I’m aware these are controversial thoughts I have in my head, that I scribble down here at The Blog That Nobody Reads. A lot of people disagree with me about them. I know of one who did, and then changed his mind…
This is very very disconcerting:
I am prepared to do whatever is necessary to destroy the Republican Party as it exists today as well as everything it stands for.
That means Republicans are not just wrong but evil and must be destroyed. Literally, destroyed. Freeberg spoke of Eliminationism[.] I thought he was wrong and was overstating the danger. As usual, I was wrong.

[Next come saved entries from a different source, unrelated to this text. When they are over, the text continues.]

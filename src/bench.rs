//! Runs the workers and reduces their results.

use std::{
    thread,
    time::{Duration, Instant},
};

use anyhow::Context;

use crate::{
    LocalRange, SharedBuffer,
    cancel::CancelToken,
    config::{BenchConfig, FILL_VALUE},
    kernel::{Kernel, StreamWidth},
    timer::TimingStats,
    worker::{WorkerSlot, run_worker},
};

const BYTES_PER_GIB: f64 = (1u64 << 30) as f64;

/// Outcome of one benchmark run.
#[derive(Debug, Clone)]
pub struct BenchReport {
    /// Capacity of the shared buffer in bytes.
    pub buffer_bytes: usize,
    pub thread_count: usize,
    /// Kernel that ran the sweeps.
    pub kernel: Kernel,
    /// Bytes credited per worker, indexed by thread id.
    pub bytes_per_thread: Vec<u64>,
    /// Sum of `bytes_per_thread`.
    pub total_bytes: u64,
    /// Wall-clock time from the first spawn to the last join.
    pub elapsed: Duration,
    /// Workers whose range starts off a 32-byte boundary and therefore
    /// streams in 16- or 8-byte stores. Always empty for the portable kernel.
    pub narrow_stream_workers: Vec<usize>,
    /// Whether the token was cancelled before the run finished.
    pub cancelled: bool,
    pub timing: TimingStats,
}

impl BenchReport {
    /// Total data moved, in GiB.
    #[inline]
    pub fn total_gb(&self) -> f64 {
        self.total_bytes as f64 / BYTES_PER_GIB
    }

    /// Buffer capacity, in GiB.
    #[inline]
    pub fn buffer_gb(&self) -> f64 {
        self.buffer_bytes as f64 / BYTES_PER_GIB
    }

    #[inline]
    pub fn elapsed_secs(&self) -> f64 {
        self.elapsed.as_secs_f64()
    }

    /// Throughput in GiB/s, or 0 when no time elapsed.
    #[inline]
    pub fn throughput_gbps(&self) -> f64 {
        let secs = self.elapsed_secs();
        if secs > 0.0 { self.total_gb() / secs } else { 0.0 }
    }
}

/// Allocates the buffer described by `config` and runs the benchmark on it.
pub fn run(config: &BenchConfig, token: &CancelToken) -> anyhow::Result<BenchReport> {
    let mut buffer = SharedBuffer::new(config.buffer_elements(), FILL_VALUE)
        .context("failed to set up the shared buffer")?;

    run_on(
        &mut buffer,
        config.thread_count,
        config.passes,
        Kernel::detect(),
        token,
    )
}

/// Runs `thread_count` workers over an existing buffer.
///
/// Exactly `thread_count` threads are spawned, even when some of them get an
/// empty range. Counters are reduced only after every worker has been
/// joined; a panicking worker is re-raised here.
///
/// # Panics
///
/// Panics if `thread_count` is 0.
pub fn run_on(
    buffer: &mut SharedBuffer,
    thread_count: usize,
    passes: usize,
    kernel: Kernel,
    token: &CancelToken,
) -> anyhow::Result<BenchReport> {
    assert!(thread_count > 0, "Number of threads must be greater than 0");

    let buffer_bytes = buffer.size_bytes();
    let mut slots = vec![WorkerSlot::default(); thread_count];

    tracing::info!(
        thread_count,
        passes,
        buffer_bytes,
        kernel = kernel.name(),
        "starting workers"
    );

    let locals = buffer.split_local(thread_count);

    let narrow_stream_workers = match kernel {
        Kernel::Avx2 => narrow_stream_workers(&locals),
        Kernel::Portable => Vec::new(),
    };
    if !narrow_stream_workers.is_empty() {
        tracing::warn!(
            workers = ?narrow_stream_workers,
            "ranges start off the 32-byte boundary, these workers stream in 16/8-byte stores"
        );
    }

    let (init_timestamp, completion_timestamp) = thread::scope(|s| -> anyhow::Result<_> {
        let start = Instant::now();

        let mut handles = Vec::with_capacity(thread_count);
        for (local, slot) in locals.into_iter().zip(slots.iter_mut()) {
            let handle = thread::Builder::new()
                .name(format!("worker-{}", local.thread_id()))
                .spawn_scoped(s, move || run_worker(local, passes, kernel, token, slot))
                .context("failed to spawn worker thread")?;
            handles.push(handle);
        }

        for handle in handles {
            if let Err(panic) = handle.join() {
                std::panic::resume_unwind(panic);
            }
        }

        Ok((start, Instant::now()))
    })?;

    let bytes_per_thread: Vec<u64> = slots.iter().map(|slot| slot.bytes_processed).collect();
    let bytes_per_pass: Vec<u64> = slots.iter().map(|slot| slot.bytes_per_pass).collect();
    let total_bytes = bytes_per_thread.iter().sum();
    let elapsed = completion_timestamp.duration_since(init_timestamp);

    let report = BenchReport {
        buffer_bytes,
        thread_count,
        kernel,
        bytes_per_thread,
        total_bytes,
        elapsed,
        narrow_stream_workers,
        cancelled: !token.is_running(),
        timing: TimingStats {
            init_timestamp,
            completion_timestamp,
            pass_times_per_thread: slots.into_iter().map(|slot| slot.pass_times).collect(),
            bytes_per_pass,
        },
    };

    tracing::info!(
        total_bytes = report.total_bytes,
        elapsed = ?report.elapsed,
        throughput_gbps = report.throughput_gbps(),
        cancelled = report.cancelled,
        "all workers joined"
    );

    Ok(report)
}

/// Thread ids of non-empty ranges that cannot use full-width streaming stores.
pub(crate) fn narrow_stream_workers(locals: &[LocalRange<'_>]) -> Vec<usize> {
    locals
        .iter()
        .filter(|local| !local.is_empty() && local.stream_width() != StreamWidth::Ymm)
        .map(|local| local.thread_id())
        .collect()
}
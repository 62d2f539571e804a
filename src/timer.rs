//! Per-pass timings and the rates derived from them.

use std::{
    fmt,
    time::{Duration, Instant},
};

const BYTES_PER_GIB: f64 = (1u64 << 30) as f64;

/// Timings of every pass of every worker in one run.
#[derive(Debug, Clone)]
pub struct TimingStats {
    /// Taken right before the first worker was spawned.
    pub init_timestamp: Instant,
    /// Taken right after the last worker was joined.
    pub completion_timestamp: Instant,
    /// `[thread_id][pass]` durations. Shorter rows mean the worker was cancelled.
    pub pass_times_per_thread: Vec<Vec<Duration>>,
    /// Bytes one pass of each thread credits; 0 for empty ranges.
    pub bytes_per_pass: Vec<u64>,
}

/// Spread of one worker's pass times.
#[derive(Debug, Clone, Copy, PartialEq)]
pub struct PassSummary {
    pub passes: usize,
    pub fastest: Duration,
    pub mean: Duration,
    pub slowest: Duration,
    pub bytes_per_pass: u64,
}

impl PassSummary {
    /// GiB/s of the fastest pass.
    pub fn peak_gbps(&self) -> f64 {
        gbps(self.bytes_per_pass, self.fastest)
    }

    /// GiB/s of an average pass.
    pub fn mean_gbps(&self) -> f64 {
        gbps(self.bytes_per_pass, self.mean)
    }
}

impl TimingStats {
    #[inline]
    pub fn total_runtime(&self) -> Duration {
        self.completion_timestamp.duration_since(self.init_timestamp)
    }

    /// Passes completed by `thread_id`; 0 for unknown threads.
    #[inline]
    pub fn thread_pass_count(&self, thread_id: usize) -> usize {
        self.pass_times_per_thread
            .get(thread_id)
            .map_or(0, Vec::len)
    }

    /// Fastest, mean and slowest pass of one worker, `None` if it ran no pass.
    pub fn thread_summary(&self, thread_id: usize) -> Option<PassSummary> {
        let times = self.pass_times_per_thread.get(thread_id)?;
        let fastest = times.iter().min().copied()?;
        let slowest = times.iter().max().copied()?;
        let total: Duration = times.iter().sum();

        Some(PassSummary {
            passes: times.len(),
            fastest,
            mean: total / times.len() as u32,
            slowest,
            bytes_per_pass: self.bytes_per_pass.get(thread_id).copied().unwrap_or(0),
        })
    }

    /// Combined rate of pass `pass` across all workers that completed it.
    ///
    /// Workers run their passes concurrently but not in lockstep, so the
    /// slowest worker's pass time stands in for the wall time of the round.
    pub fn pass_gbps(&self, pass: usize) -> Option<f64> {
        let mut bytes = 0;
        let mut slowest = Duration::ZERO;

        for (thread_id, times) in self.pass_times_per_thread.iter().enumerate() {
            if let Some(&time) = times.get(pass) {
                bytes += self.bytes_per_pass.get(thread_id).copied().unwrap_or(0);
                slowest = slowest.max(time);
            }
        }

        (slowest > Duration::ZERO).then(|| gbps(bytes, slowest))
    }

    fn max_passes(&self) -> usize {
        self.pass_times_per_thread
            .iter()
            .map(Vec::len)
            .max()
            .unwrap_or(0)
    }
}

impl fmt::Display for TimingStats {
    fn fmt(&self, f: &mut fmt::Formatter<'_>) -> fmt::Result {
        if self.max_passes() == 0 {
            return writeln!(f, "No passes completed.");
        }

        writeln!(
            f,
            "\nPer-thread passes (parallel phase {:.3} ms)",
            to_ms(self.total_runtime())
        )?;
        writeln!(
            f,
            "{:>6} {:>10} {:>6} {:>10} {:>10} {:>10} {:>10} {:>10}",
            "thread", "MiB/pass", "passes", "min ms", "mean ms", "max ms", "peak GB/s", "mean GB/s"
        )?;
        for thread_id in 0..self.pass_times_per_thread.len() {
            match self.thread_summary(thread_id) {
                Some(s) => writeln!(
                    f,
                    "{:>6} {:>10.2} {:>6} {:>10.3} {:>10.3} {:>10.3} {:>10.2} {:>10.2}",
                    thread_id,
                    s.bytes_per_pass as f64 / (1 << 20) as f64,
                    s.passes,
                    to_ms(s.fastest),
                    to_ms(s.mean),
                    to_ms(s.slowest),
                    s.peak_gbps(),
                    s.mean_gbps(),
                )?,
                None => writeln!(f, "{:>6} {:>10} {:>6}", thread_id, "-", 0)?,
            }
        }

        writeln!(f, "\nPer-pass aggregate")?;
        writeln!(f, "{:>6} {:>10} {:>10}", "pass", "workers", "GB/s")?;
        for pass in 0..self.max_passes() {
            let workers = self
                .pass_times_per_thread
                .iter()
                .filter(|times| times.len() > pass)
                .count();
            match self.pass_gbps(pass) {
                Some(rate) => writeln!(f, "{:>6} {:>10} {:>10.2}", pass, workers, rate)?,
                None => writeln!(f, "{:>6} {:>10} {:>10}", pass, workers, "-")?,
            }
        }

        Ok(())
    }
}

fn gbps(bytes: u64, time: Duration) -> f64 {
    let secs = time.as_secs_f64();
    if secs > 0.0 { bytes as f64 / BYTES_PER_GIB / secs } else { 0.0 }
}

fn to_ms(duration: Duration) -> f64 {
    duration.as_secs_f64() * 1_000.0
}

Don’t worry, Duffy; I’ll try not to let this one go to my head. But you weren’t alone in disagreeing with me about it or thinking I was overstating the danger.
But in the end, among those who disagree with me on this point, if they are clear thinkers, they’ll be forced to admit they made a mistake. That I was right all along — just as Duffy had to. That’s because, in 2008, The Left is all about populism, and populism is all about destruction. It really is death. You can’t be a good populist, if you aren’t looking for things to target, defining those things out of existence, and then stigmatizing those things into oblivion. It is the means of propulsion of the populist vessel; it is how it moves. Death, destruction and chaos. They call it “fighting for issues” but it has very little to do with the issues and a whole lot more to do with the fighting.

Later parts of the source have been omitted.